Many experts note that a wine’s pH affects almost every aspect of the wine: flavor, aroma, color, and potentially even quality (http://winemakersacademy.com/importance-ph-wine-making/). pH has even been unofficially dubbed the “backbone of a wine.” pH is, specifically, said to affect the ability of bacteria to populate the wine and the saturation of the wine’s color. Since quality of wine is a direct product of the wine’s combined characteristics, varying pH of most wines should tend to affect its quality since other factors related to pH would vary as well. Therefore, an association between pH and quality is to be expected.

Sulphates also tend to be seen as important factors in wine quality in expert eyes (http://www.decanter.com/learn/wine-terminology/sulfites-in-wine-friend-or-foe-295931/). A “sulphate” is a molecule containing sulfur as it a key component in its molecular structure. Most sulphates found in wine are sulfur dioxide molecules and sulfite ions.

Many experts believe that higher sulfurous content causes a duller taste in wine, and that high potency of sulfite ions presents a health risk and speeds up the wine’s fermentation process. This suggests that higher sulphate contents tend to correspond with lower wine quality. The presence of another type of sulfate, sulfur dioxide, is thought to help rid the wine of a wide variety of bacteria (good and bad); this seems to lower the wine quality as well because it dulls the wine’s fermentation process.
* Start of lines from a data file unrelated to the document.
//! Deferred parcel queue.
//!
//! Parcels submitted while the barrier is closed (to any destination other
//! than the bootstrap address) land here. Each entry is stamped with a
//! sequence number from a per-barrier counter so that the flush can replay
//! them in submission order per destination. The queue is a plain
//! inspectable structure; all locking belongs to the owning barrier.

use crate::barrier::Parcel;
use crate::locality::LocalityAddress;

/// One deferred parcel with its submission sequence number.
#[derive(Debug, Clone, PartialEq, Eq)]
pub struct QueuedParcel {
    /// Position in the per-barrier submission order.
    pub seq: u64,
    /// The deferred parcel.
    pub parcel: Parcel,
}

/// Ordered buffer of parcels awaiting the barrier flip.
#[derive(Debug, Default)]
pub struct PendingActionQueue {
    entries: Vec<QueuedParcel>,
    next_seq: u64,
}

impl PendingActionQueue {
    /// Create an empty queue.
    pub fn new() -> Self {
        Self::default()
    }

    /// Append a parcel, assigning the next sequence number.
    pub fn push(&mut self, parcel: Parcel) -> u64 {
        let seq = self.next_seq;
        self.next_seq += 1;
        self.entries.push(QueuedParcel { seq, parcel });
        seq
    }

    /// Number of deferred parcels.
    pub fn len(&self) -> usize {
        self.entries.len()
    }

    /// Whether nothing is deferred.
    pub fn is_empty(&self) -> bool {
        self.entries.is_empty()
    }

    /// Take every deferred parcel, leaving the queue permanently empty.
    ///
    /// Entries come out in ascending sequence order.
    pub fn drain(&mut self) -> Vec<QueuedParcel> {
        std::mem::take(&mut self.entries)
    }
}

/// Group drained entries by destination, preserving ascending sequence
/// order inside each group. Group order follows first submission per
/// destination.
pub fn group_by_destination(
    entries: Vec<QueuedParcel>,
) -> Vec<(LocalityAddress, Vec<QueuedParcel>)> {
    let mut groups: Vec<(LocalityAddress, Vec<QueuedParcel>)> = Vec::new();
    for entry in entries {
        match groups
            .iter()
            .position(|(dest, _)| *dest == entry.parcel.dest)
        {
            Some(index) => groups[index].1.push(entry),
            None => groups.push((entry.parcel.dest.clone(), vec![entry])),
        }
    }
    groups
}

#[cfg(test)]
mod tests {
    use super::*;

    fn parcel(dest: &LocalityAddress, byte: u8) -> Parcel {
        Parcel::new(dest.clone(), vec![byte])
    }

    #[test]
    fn sequence_numbers_are_dense_and_monotonic() {
        let dest = LocalityAddress::new("a", 1);
        let mut queue = PendingActionQueue::new();
        for expected in 0..5 {
            assert_eq!(queue.push(parcel(&dest, expected as u8)), expected);
        }
        assert_eq!(queue.len(), 5);
    }

    #[test]
    fn drain_empties_permanently_but_keeps_counting() {
        let dest = LocalityAddress::new("a", 1);
        let mut queue = PendingActionQueue::new();
        queue.push(parcel(&dest, 0));
        queue.push(parcel(&dest, 1));

        let drained = queue.drain();
        assert_eq!(drained.len(), 2);
        assert!(queue.is_empty());

        // A post-drain push keeps the global sequence, it never reuses one.
        assert_eq!(queue.push(parcel(&dest, 2)), 2);
    }

    #[test]
    fn grouping_preserves_per_destination_order() {
        let a = LocalityAddress::new("a", 1);
        let b = LocalityAddress::new("b", 1);
        let mut queue = PendingActionQueue::new();
        queue.push(parcel(&a, 0));
        queue.push(parcel(&b, 1));
        queue.push(parcel(&a, 2));
        queue.push(parcel(&b, 3));
        queue.push(parcel(&a, 4));

        let groups = group_by_destination(queue.drain());
        assert_eq!(groups.len(), 2);

        let (first_dest, first_group) = &groups[0];
        assert_eq!(first_dest, &a);
        assert_eq!(
            first_group.iter().map(|q| q.seq).collect::<Vec<_>>(),
            vec![0, 2, 4]
        );

        let (second_dest, second_group) = &groups[1];
        assert_eq!(second_dest, &b);
        assert_eq!(
            second_group.iter().map(|q| q.seq).collect::<Vec<_>>(),
            vec![1, 3]
        );
    }
}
Since wine quality is a qualitative variable, which is also difficult to accurately describe, the dataset’s variable representative of wine quality was quantified, with values from 3 to 8 (3 being the lowest quality and 8 the highest). These values were established by the dataset’s creators through a series of meticulous sensory and visual tests to maximize the accuracy of the wine’s quality evaluation (http://www3.dsi.uminho.pt/pcortez/wine5.pdf). Some specific factors taken into account were consistency, clarity, and vibrance of taste.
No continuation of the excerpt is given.